▶ **YOUR INSTRUCTIONS**: Copy out each line below containing "Condvar".

-------- DATA PROVIDED

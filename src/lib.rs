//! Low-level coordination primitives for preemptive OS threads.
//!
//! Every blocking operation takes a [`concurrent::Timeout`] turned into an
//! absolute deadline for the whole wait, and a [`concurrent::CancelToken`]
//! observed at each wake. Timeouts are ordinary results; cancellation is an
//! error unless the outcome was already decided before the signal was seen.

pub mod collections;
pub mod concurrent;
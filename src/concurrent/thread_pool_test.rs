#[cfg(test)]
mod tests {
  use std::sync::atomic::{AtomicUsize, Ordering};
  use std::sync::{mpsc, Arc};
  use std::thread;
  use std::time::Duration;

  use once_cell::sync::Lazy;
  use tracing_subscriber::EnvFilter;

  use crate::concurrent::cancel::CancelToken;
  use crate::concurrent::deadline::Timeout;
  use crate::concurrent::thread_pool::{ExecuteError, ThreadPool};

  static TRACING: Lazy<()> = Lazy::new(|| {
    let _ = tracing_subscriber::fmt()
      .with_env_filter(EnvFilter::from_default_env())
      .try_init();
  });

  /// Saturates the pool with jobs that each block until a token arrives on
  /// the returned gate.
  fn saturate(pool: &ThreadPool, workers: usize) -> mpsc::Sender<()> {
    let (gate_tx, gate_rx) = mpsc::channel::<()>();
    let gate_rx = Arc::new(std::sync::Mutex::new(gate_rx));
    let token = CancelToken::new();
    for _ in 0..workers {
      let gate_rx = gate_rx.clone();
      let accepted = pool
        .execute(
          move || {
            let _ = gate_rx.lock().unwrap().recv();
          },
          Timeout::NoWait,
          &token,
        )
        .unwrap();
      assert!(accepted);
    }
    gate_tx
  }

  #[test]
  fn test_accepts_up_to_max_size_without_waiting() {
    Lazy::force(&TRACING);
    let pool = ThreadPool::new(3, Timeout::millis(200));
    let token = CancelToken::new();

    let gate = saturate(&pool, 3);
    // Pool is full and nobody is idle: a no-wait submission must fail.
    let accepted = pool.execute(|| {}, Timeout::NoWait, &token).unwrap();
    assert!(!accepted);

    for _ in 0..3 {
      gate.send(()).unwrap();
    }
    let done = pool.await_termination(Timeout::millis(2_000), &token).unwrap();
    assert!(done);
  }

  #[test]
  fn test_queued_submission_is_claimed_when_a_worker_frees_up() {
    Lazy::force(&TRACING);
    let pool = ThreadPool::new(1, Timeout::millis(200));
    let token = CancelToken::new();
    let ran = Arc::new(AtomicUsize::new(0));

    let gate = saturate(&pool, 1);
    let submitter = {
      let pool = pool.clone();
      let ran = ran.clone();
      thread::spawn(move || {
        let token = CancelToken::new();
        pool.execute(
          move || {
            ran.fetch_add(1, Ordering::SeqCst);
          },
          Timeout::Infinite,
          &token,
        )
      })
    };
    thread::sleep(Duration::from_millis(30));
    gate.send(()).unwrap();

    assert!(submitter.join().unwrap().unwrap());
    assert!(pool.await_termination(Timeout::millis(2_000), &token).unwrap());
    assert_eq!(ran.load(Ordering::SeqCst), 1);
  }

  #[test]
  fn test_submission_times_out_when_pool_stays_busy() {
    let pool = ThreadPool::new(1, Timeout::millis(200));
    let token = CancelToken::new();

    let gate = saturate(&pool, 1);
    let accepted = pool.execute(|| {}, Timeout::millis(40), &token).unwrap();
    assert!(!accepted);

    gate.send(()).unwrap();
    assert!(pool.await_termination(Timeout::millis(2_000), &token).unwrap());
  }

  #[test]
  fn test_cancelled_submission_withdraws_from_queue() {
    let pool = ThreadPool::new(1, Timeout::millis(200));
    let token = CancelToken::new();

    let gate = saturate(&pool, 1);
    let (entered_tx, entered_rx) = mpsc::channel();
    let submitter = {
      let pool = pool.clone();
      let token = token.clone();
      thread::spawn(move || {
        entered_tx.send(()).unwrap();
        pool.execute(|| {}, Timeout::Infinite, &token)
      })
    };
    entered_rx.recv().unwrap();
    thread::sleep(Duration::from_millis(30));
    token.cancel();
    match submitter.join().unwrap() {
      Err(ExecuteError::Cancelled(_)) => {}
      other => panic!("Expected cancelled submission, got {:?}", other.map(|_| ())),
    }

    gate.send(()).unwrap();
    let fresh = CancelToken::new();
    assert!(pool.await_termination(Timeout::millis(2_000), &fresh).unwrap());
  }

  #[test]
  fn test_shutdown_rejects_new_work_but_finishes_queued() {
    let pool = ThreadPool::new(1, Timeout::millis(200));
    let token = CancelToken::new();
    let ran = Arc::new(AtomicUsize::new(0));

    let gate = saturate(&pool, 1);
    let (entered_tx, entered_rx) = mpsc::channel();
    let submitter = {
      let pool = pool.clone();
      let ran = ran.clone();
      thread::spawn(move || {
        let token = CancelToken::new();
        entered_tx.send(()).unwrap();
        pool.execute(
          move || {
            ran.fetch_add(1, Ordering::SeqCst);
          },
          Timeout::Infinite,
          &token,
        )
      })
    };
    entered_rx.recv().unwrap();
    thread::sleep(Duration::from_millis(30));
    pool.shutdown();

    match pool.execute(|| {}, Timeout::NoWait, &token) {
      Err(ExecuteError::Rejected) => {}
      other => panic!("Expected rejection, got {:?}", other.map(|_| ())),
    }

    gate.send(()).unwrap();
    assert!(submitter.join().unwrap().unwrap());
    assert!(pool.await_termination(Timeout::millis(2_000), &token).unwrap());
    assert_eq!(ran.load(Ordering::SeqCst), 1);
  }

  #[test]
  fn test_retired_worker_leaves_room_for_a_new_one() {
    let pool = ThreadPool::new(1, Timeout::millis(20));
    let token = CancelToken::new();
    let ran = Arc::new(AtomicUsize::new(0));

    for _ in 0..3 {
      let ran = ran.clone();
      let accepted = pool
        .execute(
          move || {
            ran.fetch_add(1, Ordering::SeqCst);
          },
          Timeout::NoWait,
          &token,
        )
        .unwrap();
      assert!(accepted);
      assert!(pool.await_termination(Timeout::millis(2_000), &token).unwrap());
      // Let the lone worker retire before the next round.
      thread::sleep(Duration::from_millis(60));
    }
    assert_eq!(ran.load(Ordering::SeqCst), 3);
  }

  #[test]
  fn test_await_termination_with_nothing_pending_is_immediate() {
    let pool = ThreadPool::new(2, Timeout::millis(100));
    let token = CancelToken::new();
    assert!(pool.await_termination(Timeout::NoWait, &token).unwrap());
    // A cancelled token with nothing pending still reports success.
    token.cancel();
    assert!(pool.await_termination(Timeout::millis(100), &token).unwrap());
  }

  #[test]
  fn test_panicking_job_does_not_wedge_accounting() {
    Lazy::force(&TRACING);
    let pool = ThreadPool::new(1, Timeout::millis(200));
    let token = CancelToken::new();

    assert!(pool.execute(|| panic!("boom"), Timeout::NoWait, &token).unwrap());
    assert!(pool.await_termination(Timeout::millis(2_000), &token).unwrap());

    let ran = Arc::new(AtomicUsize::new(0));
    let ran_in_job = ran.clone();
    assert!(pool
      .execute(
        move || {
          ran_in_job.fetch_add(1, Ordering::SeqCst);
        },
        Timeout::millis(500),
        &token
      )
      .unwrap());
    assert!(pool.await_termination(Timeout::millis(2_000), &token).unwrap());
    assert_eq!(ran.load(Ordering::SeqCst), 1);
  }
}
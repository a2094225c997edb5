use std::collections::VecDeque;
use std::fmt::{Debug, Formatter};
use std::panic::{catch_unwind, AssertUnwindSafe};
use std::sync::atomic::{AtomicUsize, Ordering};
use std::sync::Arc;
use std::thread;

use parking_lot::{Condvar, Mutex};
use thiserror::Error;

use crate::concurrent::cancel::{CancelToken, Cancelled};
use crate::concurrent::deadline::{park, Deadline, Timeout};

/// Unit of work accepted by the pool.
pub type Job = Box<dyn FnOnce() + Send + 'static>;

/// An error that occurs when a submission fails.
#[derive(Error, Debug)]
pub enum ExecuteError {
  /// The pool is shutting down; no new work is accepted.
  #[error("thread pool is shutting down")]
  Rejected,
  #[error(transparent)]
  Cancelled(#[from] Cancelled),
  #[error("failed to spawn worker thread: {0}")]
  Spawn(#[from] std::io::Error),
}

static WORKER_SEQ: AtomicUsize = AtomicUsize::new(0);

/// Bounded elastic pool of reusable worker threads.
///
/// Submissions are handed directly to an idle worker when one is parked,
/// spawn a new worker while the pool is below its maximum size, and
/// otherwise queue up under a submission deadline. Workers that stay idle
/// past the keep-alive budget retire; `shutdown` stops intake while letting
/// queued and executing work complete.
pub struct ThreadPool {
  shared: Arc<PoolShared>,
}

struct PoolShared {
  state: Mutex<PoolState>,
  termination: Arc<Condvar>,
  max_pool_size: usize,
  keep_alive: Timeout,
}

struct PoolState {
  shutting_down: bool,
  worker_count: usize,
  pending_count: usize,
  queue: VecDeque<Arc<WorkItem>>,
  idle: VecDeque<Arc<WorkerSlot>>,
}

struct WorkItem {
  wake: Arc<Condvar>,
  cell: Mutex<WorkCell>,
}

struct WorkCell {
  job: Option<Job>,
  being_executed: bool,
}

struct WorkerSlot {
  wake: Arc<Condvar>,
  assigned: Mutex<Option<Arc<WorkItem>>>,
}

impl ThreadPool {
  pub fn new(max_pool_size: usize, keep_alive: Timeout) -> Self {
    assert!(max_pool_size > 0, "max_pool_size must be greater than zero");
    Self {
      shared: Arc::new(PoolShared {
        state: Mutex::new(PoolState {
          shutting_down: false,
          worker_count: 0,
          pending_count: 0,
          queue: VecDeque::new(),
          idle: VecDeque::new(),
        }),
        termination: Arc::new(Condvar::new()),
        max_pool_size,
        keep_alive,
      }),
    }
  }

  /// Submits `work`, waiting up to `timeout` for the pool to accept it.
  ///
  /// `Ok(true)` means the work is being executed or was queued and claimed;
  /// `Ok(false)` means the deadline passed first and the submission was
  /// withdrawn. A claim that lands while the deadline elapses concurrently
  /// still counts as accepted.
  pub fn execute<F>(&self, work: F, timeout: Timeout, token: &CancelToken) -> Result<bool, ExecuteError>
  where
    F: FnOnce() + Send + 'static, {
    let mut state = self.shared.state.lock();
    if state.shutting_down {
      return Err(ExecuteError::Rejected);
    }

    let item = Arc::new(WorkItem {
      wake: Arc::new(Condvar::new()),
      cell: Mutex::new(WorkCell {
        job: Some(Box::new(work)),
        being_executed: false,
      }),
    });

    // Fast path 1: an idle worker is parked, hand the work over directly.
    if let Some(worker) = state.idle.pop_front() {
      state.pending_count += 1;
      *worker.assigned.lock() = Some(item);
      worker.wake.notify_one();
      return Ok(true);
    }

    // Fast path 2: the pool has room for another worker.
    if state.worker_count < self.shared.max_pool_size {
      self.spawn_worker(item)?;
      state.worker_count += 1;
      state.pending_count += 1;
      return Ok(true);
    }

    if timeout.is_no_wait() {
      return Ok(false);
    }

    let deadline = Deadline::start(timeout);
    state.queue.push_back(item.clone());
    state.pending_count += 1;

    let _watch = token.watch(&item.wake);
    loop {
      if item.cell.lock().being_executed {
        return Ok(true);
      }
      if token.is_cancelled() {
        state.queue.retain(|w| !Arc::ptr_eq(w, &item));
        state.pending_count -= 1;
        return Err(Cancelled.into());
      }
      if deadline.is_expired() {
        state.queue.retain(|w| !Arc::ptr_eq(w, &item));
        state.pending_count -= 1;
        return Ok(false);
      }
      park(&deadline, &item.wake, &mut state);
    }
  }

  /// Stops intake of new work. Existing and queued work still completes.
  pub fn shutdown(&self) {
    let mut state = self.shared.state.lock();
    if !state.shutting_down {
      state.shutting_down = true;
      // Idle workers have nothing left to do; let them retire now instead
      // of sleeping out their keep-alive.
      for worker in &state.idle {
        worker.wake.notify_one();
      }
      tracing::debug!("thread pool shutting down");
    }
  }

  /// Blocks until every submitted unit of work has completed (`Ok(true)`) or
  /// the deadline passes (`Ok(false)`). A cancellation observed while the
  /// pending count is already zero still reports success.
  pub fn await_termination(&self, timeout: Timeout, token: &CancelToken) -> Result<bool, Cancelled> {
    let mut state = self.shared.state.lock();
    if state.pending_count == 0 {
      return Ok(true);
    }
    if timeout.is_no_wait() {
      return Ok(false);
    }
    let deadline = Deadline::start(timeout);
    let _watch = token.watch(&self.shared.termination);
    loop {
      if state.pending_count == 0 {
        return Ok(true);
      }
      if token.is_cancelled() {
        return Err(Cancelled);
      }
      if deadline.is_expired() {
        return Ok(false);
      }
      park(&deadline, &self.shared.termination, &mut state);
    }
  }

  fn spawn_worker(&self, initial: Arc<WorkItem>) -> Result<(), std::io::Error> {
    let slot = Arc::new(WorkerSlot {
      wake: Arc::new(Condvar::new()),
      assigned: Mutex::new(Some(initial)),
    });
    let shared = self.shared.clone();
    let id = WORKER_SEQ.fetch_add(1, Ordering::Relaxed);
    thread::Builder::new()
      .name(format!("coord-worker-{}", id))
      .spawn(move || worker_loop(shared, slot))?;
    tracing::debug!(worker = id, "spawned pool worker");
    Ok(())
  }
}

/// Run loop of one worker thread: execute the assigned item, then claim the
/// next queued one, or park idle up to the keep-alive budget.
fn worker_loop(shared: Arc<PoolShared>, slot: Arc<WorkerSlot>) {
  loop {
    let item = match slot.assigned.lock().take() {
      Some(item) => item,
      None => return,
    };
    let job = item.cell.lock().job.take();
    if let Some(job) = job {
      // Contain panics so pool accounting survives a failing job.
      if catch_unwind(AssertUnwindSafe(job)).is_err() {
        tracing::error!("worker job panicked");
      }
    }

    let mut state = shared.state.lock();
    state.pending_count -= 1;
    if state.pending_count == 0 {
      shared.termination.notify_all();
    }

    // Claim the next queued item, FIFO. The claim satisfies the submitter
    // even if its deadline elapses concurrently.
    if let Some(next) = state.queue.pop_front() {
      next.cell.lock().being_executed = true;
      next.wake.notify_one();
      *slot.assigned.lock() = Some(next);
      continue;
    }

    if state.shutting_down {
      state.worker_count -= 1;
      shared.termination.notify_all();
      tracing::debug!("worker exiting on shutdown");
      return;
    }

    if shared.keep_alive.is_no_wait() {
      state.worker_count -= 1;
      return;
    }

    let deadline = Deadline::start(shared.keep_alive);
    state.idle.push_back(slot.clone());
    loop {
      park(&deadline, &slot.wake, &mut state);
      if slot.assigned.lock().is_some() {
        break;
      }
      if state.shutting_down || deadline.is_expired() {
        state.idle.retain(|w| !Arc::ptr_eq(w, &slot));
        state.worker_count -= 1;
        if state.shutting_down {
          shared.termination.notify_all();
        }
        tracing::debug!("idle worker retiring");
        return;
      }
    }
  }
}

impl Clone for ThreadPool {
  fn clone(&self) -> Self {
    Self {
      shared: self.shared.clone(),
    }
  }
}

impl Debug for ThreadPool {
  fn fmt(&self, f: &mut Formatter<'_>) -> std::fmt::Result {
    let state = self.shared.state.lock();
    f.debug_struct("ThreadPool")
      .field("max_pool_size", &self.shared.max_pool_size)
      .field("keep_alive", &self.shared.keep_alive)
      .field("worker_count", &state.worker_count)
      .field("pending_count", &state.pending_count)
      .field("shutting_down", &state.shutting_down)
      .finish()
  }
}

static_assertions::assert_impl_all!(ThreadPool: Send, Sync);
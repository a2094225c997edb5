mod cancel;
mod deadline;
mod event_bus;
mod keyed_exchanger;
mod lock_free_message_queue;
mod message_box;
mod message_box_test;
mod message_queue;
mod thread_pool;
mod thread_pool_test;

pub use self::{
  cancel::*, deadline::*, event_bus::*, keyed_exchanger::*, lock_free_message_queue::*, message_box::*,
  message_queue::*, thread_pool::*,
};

----------------

▶ **REPLY TO THE TASK**:
use parking_lot::{Condvar, Mutex};
  termination: Arc<Condvar>,
  wake: Arc<Condvar>,
  wake: Arc<Condvar>,
        termination: Arc::new(Condvar::new()),
      wake: Arc::new(Condvar::new()),
      wake: Arc::new(Condvar::new()),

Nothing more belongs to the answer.